Mahakarya Sang Pemenang

Kami Kembali Bagian 2



Kami Kembali Bagian 2

0Tang En tiba-tiba teringat. "Apa yang kau lakukan, Shania? Kalau tidak salah kau kan sedang menjadi model untuk semacam show?"     

"Aku sudah selesai. Aku mendengar orang-orang membicarakan tentang pertandingan itu di belakang panggung, jadi kupikir aku akan menghubungimu."     

"Apa menjadi model itu menyenangkan?"     

"Tidak, tidak terlalu ... Tidak sama menyenangkannya seperti saat bersamamu, Paman Tony. Ke mana kita akan pergi selama musim panas?"     

Tang En menggaruk kepalanya. Dasar anak perempuan ini. "Bukannya kau masih harus menghadiri show? Kupikir model adalah orang-orang yang sangat sibuk?"     

Shania terkikik geli. "Tidak selalu! Aku bukan supermodel, aku tidak sesibuk itu. Kami bisa libur di musim panas! Ke mana, ke mana, Paman Tony? Ke mana kita akan pergi?" dia bertanya dengan penuh semangat.     

Tang En memutar matanya. Dia masih tidak bisa menghubungkan antara Shania si model yang berwajah dingin dan Shania si anak nakal yang suka bersenang-senang ini.     

"Umm, aku tidak punya ide ..."     

"Bagaimana kalau begini? Ayo kita pergi ke Brasil! Aku akan membawamu ke kota asalku!" Shania dengan bersemangat mengumumkan rencananya.     

Mendengar kata "Brasil", jantung Tang En berdetak lebih kencang ... sebuah pikiran tiba-tiba saja muncul:     

Bertemu orang tuanya ...     

Pikiran itu baru saja muncul, tapi Tang En sudah menggelengkan kepalanya kuat-kuat, ingin membuang gagasan itu jauh-jauh sampai ke pulau Jawa.     

"Kau tidak suka ide itu?" Shania tidak mendengar jawaban dari Tony dan mengira kalau Tony tidak tertarik dengan Brasil.     

"Um, tidak ... tidak. Aku sangat menyukainya. Aku suka Brasil ..." jawab Tang En terburu-buru, dan membuang pikiran konyolnya itu. Dia sebenarnya menganggap pergi ke Brasil adalah ide yang cukup bagus. Tempat itu telah menghasilkan banyak pemain jenius, para jenius yang belum ditemukan. Dia bisa pergi ke sana untuk melihat-lihat dan mencoba mencari-cari seandainya dia bisa menemukan satu atau dua pemain berbakat yang belum direbut oleh Eropa.     

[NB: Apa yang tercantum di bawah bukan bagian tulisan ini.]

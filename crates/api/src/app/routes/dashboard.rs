use std::sync::Arc;

use axum::{
    extract::{Extension, Query},
    http::StatusCode,
    routing::get,
    Router,
};

use crate::app::dto;
use crate::app::routes::respond;
use crate::app::services::AppServices;

pub fn router() -> Router {
    Router::new()
        .route("/stats", get(stats))
        .route("/orders", get(order_stats))
        .route("/recent-orders", get(recent_orders))
        .route("/recent-activities", get(recent_activities))
}

pub async fn stats(Extension(services): Extension<Arc<AppServices>>) -> axum::response::Response {
    respond(StatusCode::OK, services.dashboard_stats().await)
}

pub async fn order_stats(
    Extension(services): Extension<Arc<AppServices>>,
) -> axum::response::Response {
    respond(StatusCode::OK, services.order_stats().await)
}

pub async fn recent_orders(
    Extension(services): Extension<Arc<AppServices>>,
    Query(params): Query<dto::LimitParams>,
) -> axum::response::Response {
    let limit = params.limit.map(|l| l as usize);
    respond(StatusCode::OK, services.recent_orders(limit).await)
}

pub async fn recent_activities(
    Extension(services): Extension<Arc<AppServices>>,
) -> axum::response::Response {
    respond(StatusCode::OK, services.recent_activities().await)
}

Disaat benak Shania dipenuhi dengan pantai yang cerah dan jalan-jalan di tepi laut, Tang En justru memikirkan kancah sepakbola Brasil yang penuh dengan pemain berbakat ...     

"Kalau begitu, ini janji kita! Sekarang giliranku untuk naik ke panggung. Sampai jumpa, Paman Tony!"     

"Sampai jumpa, Shania ..."     

Setelah menutup telepon, suasana hati Tang En yang sedikit depresif berubah menjadi sedikit lebih baik.     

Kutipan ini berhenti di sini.